In the context of the world of work, we are dealing with a very heterogeneous group of people with the most varied forms of health impairments and resulting disabilities, which can hardly be adequately quantified. Rather than speaking in general terms of employees with health impairments and disabilities, following Klaus Wieland (1995), we would like to describe persons who have health impairments that are significant for their previous work activities and with whom it is no longer possible to carry out this work without restriction as “performance converted”. Accordingly, inclusion efforts must not only be aimed at employees with legally recognized disability status but must also include the group of performance-converted employees (cf. Niehaus 2005, pp. 73–75).

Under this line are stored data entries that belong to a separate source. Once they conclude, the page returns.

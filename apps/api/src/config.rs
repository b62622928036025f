use anyhow::{bail, Context, Result};

use crate::matching::weights::MatchWeights;

/// Application configuration loaded from environment variables.
/// Every variable has a default; the service starts with no environment at all.
#[derive(Debug, Clone)]
pub struct Config {
    pub port: u16,
    pub rust_log: String,
    pub embedding_api_url: Option<String>,
    pub embedding_api_key: Option<String>,
    pub rank_concurrency: usize,
    pub weights: MatchWeights,
}

impl Config {
    pub fn from_env() -> Result<Self> {
        dotenvy::dotenv().ok(); // load .env if present; ignore if missing

        let rank_concurrency = std::env::var("RANK_CONCURRENCY")
            .unwrap_or_else(|_| "8".to_string())
            .parse::<usize>()
            .context("RANK_CONCURRENCY must be a positive integer")?;
        if rank_concurrency == 0 {
            bail!("RANK_CONCURRENCY must be at least 1");
        }

        let defaults = MatchWeights::default();
        let weights = MatchWeights {
            semantic: weight_env("MATCH_WEIGHT_SEMANTIC", defaults.semantic)?,
            skills: weight_env("MATCH_WEIGHT_SKILLS", defaults.skills)?,
            experience: weight_env("MATCH_WEIGHT_EXPERIENCE", defaults.experience)?,
            keywords: weight_env("MATCH_WEIGHT_KEYWORDS", defaults.keywords)?,
        };

        Ok(Config {
            port: std::env::var("PORT")
                .unwrap_or_else(|_| "3001".to_string())
                .parse::<u16>()
                .context("PORT must be a valid port number")?,
            rust_log: std::env::var("RUST_LOG").unwrap_or_else(|_| "info".to_string()),
            embedding_api_url: std::env::var("EMBEDDING_API_URL").ok(),
            embedding_api_key: std::env::var("EMBEDDING_API_KEY").ok(),
            rank_concurrency,
            weights,
        })
    }
}

fn weight_env(key: &str, default: f64) -> Result<f64> {
    match std::env::var(key) {
        Ok(raw) => raw
            .parse::<f64>()
            .with_context(|| format!("{key} must be a number, got '{raw}'")),
        Err(_) => Ok(default),
    }
}
//! Vocabulary tables: versioned lookup data injected into extraction, ATS
//! analysis, and suggestion generation.
//!
//! Lists live here, not inline in scoring logic, so they can be revised (or
//! replaced wholesale at construction) without touching any algorithm.
//! Components receive an `Arc<Vocabulary>`; nothing reads these slices
//! directly.

use std::collections::HashSet;

/// Bumped whenever a built-in list changes, so scores can be traced back to
/// the vocabulary that produced them.
pub const VOCAB_VERSION: &str = "1.2.0";

const TECHNICAL_SKILLS: &[&str] = &[
    // Languages
    "python", "java", "javascript", "typescript", "rust", "go", "c", "c++", "c#", "ruby", "php",
    "swift", "kotlin", "scala", "r", "matlab", "perl", "sql", "html", "css", "bash",
    // Frameworks and libraries
    "react", "angular", "vue", "svelte", "next.js", "node.js", "express", "django", "flask",
    "fastapi", "spring", "spring boot", "rails", ".net", "laravel", "pytorch", "tensorflow",
    "pandas", "numpy", "scikit-learn", "graphql", "rest",
    // Data stores
    "postgresql", "postgres", "mysql", "sqlite", "mongodb", "redis", "elasticsearch", "cassandra",
    "dynamodb", "kafka", "rabbitmq",
    // Cloud and infrastructure
    "aws", "azure", "gcp", "docker", "kubernetes", "terraform", "ansible", "jenkins", "linux",
    "nginx", "serverless", "lambda", "ci/cd", "git", "github actions", "gitlab",
    // Practices
    "microservices", "distributed systems", "machine learning", "deep learning", "data analysis",
    "etl", "devops", "tdd", "agile", "scrum", "oauth", "grpc",
];

const SOFT_SKILLS: &[&str] = &[
    "communication", "leadership", "teamwork", "collaboration", "problem solving",
    "critical thinking", "time management", "adaptability", "mentoring", "public speaking",
    "negotiation", "conflict resolution", "project management", "stakeholder management",
    "decision making", "creativity", "attention to detail", "empathy",
];

/// Verbs that open a strong, outcome-oriented bullet point.
const ACTION_VERBS: &[&str] = &[
    "achieved", "architected", "automated", "built", "created", "delivered", "designed",
    "developed", "drove", "engineered", "established", "implemented", "improved", "increased",
    "launched", "led", "managed", "optimized", "orchestrated", "owned", "reduced", "redesigned",
    "refactored", "scaled", "shipped", "spearheaded", "streamlined", "transformed",
];

/// Vague openers that hide the author's actual contribution.
const WEAK_VERBS: &[&str] = &[
    "responsible for", "worked on", "helped", "assisted", "participated in", "involved in",
    "tasked with", "duties included",
];

const BUZZWORDS: &[&str] = &[
    "team player", "hard worker", "go-getter", "self-starter", "think outside the box",
    "synergy", "results-driven", "detail-oriented", "dynamic", "proactive", "guru", "ninja",
    "rockstar", "passionate",
];

const INFORMAL_WORDS: &[&str] = &[
    "stuff", "things", "a lot", "lots of", "gonna", "wanna", "kinda", "cool", "awesome",
];

/// Misspellings that ATS keyword matchers silently fail on.
const MISSPELLINGS: &[&str] = &[
    "recieve", "seperate", "occured", "definately", "managment", "experiance", "acheive",
    "sucessful", "responsibilites", "enviroment", "profesional", "comunication",
];

/// Role-agnostic terms ATS scanners weight when screening résumés.
const IMPORTANT_KEYWORDS: &[&str] = &[
    "managed", "led", "developed", "created", "implemented", "designed", "launched", "delivered",
    "improved", "increased", "reduced", "optimized", "automated", "analyzed", "collaborated",
    "mentored", "leadership", "strategy", "architecture", "performance", "scalability",
    "reliability", "security", "testing", "deployment", "monitoring", "migration", "integration",
    "stakeholders", "cross-functional", "roadmap", "metrics", "budget", "revenue", "growth",
    "agile", "scrum", "product", "customer", "data",
];

const STOP_WORDS: &[&str] = &[
    "the", "and", "for", "are", "but", "not", "you", "all", "can", "had", "her", "was", "one",
    "our", "out", "day", "get", "has", "him", "his", "how", "man", "new", "now", "old", "see",
    "two", "way", "who", "did", "its", "let", "she", "too", "use", "that", "with", "have",
    "this", "will", "your", "from", "they", "been", "were", "which", "their", "there", "would",
    "about", "other", "into", "more", "than", "them", "these", "some", "such", "only", "over",
    "also", "when", "where", "what", "while", "each", "both", "between", "during", "under",
];

/// Injectable vocabulary configuration. `Default` loads the built-in lists;
/// a deployment may construct one from external data instead.
#[derive(Debug, Clone)]
pub struct Vocabulary {
    pub version: String,
    pub technical_skills: Vec<String>,
    pub soft_skills: Vec<String>,
    pub action_verbs: Vec<String>,
    pub weak_verbs: Vec<String>,
    pub buzzwords: Vec<String>,
    pub informal_words: Vec<String>,
    pub misspellings: Vec<String>,
    pub important_keywords: Vec<String>,
    stop_words: HashSet<String>,
}

impl Default for Vocabulary {
    fn default() -> Self {
        Vocabulary {
            version: VOCAB_VERSION.to_string(),
            technical_skills: owned(TECHNICAL_SKILLS),
            soft_skills: owned(SOFT_SKILLS),
            action_verbs: owned(ACTION_VERBS),
            weak_verbs: owned(WEAK_VERBS),
            buzzwords: owned(BUZZWORDS),
            informal_words: owned(INFORMAL_WORDS),
            misspellings: owned(MISSPELLINGS),
            important_keywords: owned(IMPORTANT_KEYWORDS),
            stop_words: STOP_WORDS.iter().map(|w| w.to_string()).collect(),
        }
    }
}

impl Vocabulary {
    /// `word` must already be lowercased (tokenizers lowercase before lookup).
    pub fn is_stop_word(&self, word: &str) -> bool {
        self.stop_words.contains(word)
    }

    pub fn is_technical(&self, skill: &str) -> bool {
        let lower = skill.trim().to_lowercase();
        self.technical_skills.iter().any(|s| *s == lower)
    }

    pub fn is_soft(&self, skill: &str) -> bool {
        let lower = skill.trim().to_lowercase();
        self.soft_skills.iter().any(|s| *s == lower)
    }

    pub fn is_action_verb(&self, word: &str) -> bool {
        let lower = word.trim().to_lowercase();
        self.action_verbs.iter().any(|v| *v == lower)
    }

    /// Technical vocabulary entries present in `text`, in vocabulary order.
    pub fn technical_terms_in(&self, text: &str) -> Vec<String> {
        let lower = text.to_lowercase();
        self.technical_skills
            .iter()
            .filter(|s| term_in_text(&lower, s))
            .cloned()
            .collect()
    }
}

fn owned(list: &[&str]) -> Vec<String> {
    list.iter().map(|s| s.to_string()).collect()
}

/// Whether `term` occurs in `text_lower` without being embedded in a longer
/// alphanumeric token. Plain substring search would report "go" inside
/// "golang" or "r" inside every word; boundary checks on both sides rule
/// that out while still admitting terms with punctuation like "c++" or
/// "node.js".
pub(crate) fn term_in_text(text_lower: &str, term: &str) -> bool {
    if term.is_empty() {
        return false;
    }
    let mut from = 0;
    while let Some(pos) = text_lower[from..].find(term) {
        let start = from + pos;
        let end = start + term.len();
        let open = text_lower[..start]
            .chars()
            .next_back()
            .map_or(true, |c| !c.is_alphanumeric());
        let closed = text_lower[end..]
            .chars()
            .next()
            .map_or(true, |c| !c.is_alphanumeric());
        if open && closed {
            return true;
        }
        from = end;
    }
    false
}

2 Participatory Justice: Finding One’s Place in Working Life

2.1 Inclusion and Exclusion: Institutional, Intersubjective, and Material Manifestations

While an exhaustive analysis of the complementary terms “inclusion” and “exclusion” cannot be carried out here, at least central characteristics shall be highlighted (see also for the following Behrendt 2017). The concepts of “inclusion” and “exclusion” represent two opposite poles of social participation. When someone is successfully included, they participate in social life to a greater extent than before. The process of inclusion aims to increase social participation, which is achieved as a state after successful realization. On the continuum of social participation, inclusion and exclusion can consequently be determined complementary.

The phenomenon of social participation refers directly to socially established practices. The availability of social roles is the linchpin of social inclusion. Being included means having access to the existing social positions within an established practical context, which must be mutually recognized by all participants (including the executing agent) in their interrelated activities once the corresponding positions have been taken. According to the analysis proposed here, the extent to which a particular person is effectively included in a social practice therefore depends on their ability to take up the positions available for a specific practice. Participating in social life thus means for the individual to be included in a qualified way in the interpersonal practices of their lifeworld. Accordingly, inclusion and exclusion processes always occur relative to the existing role arrangements of a given practical context. Social practices represent the main reference parameters of social participation.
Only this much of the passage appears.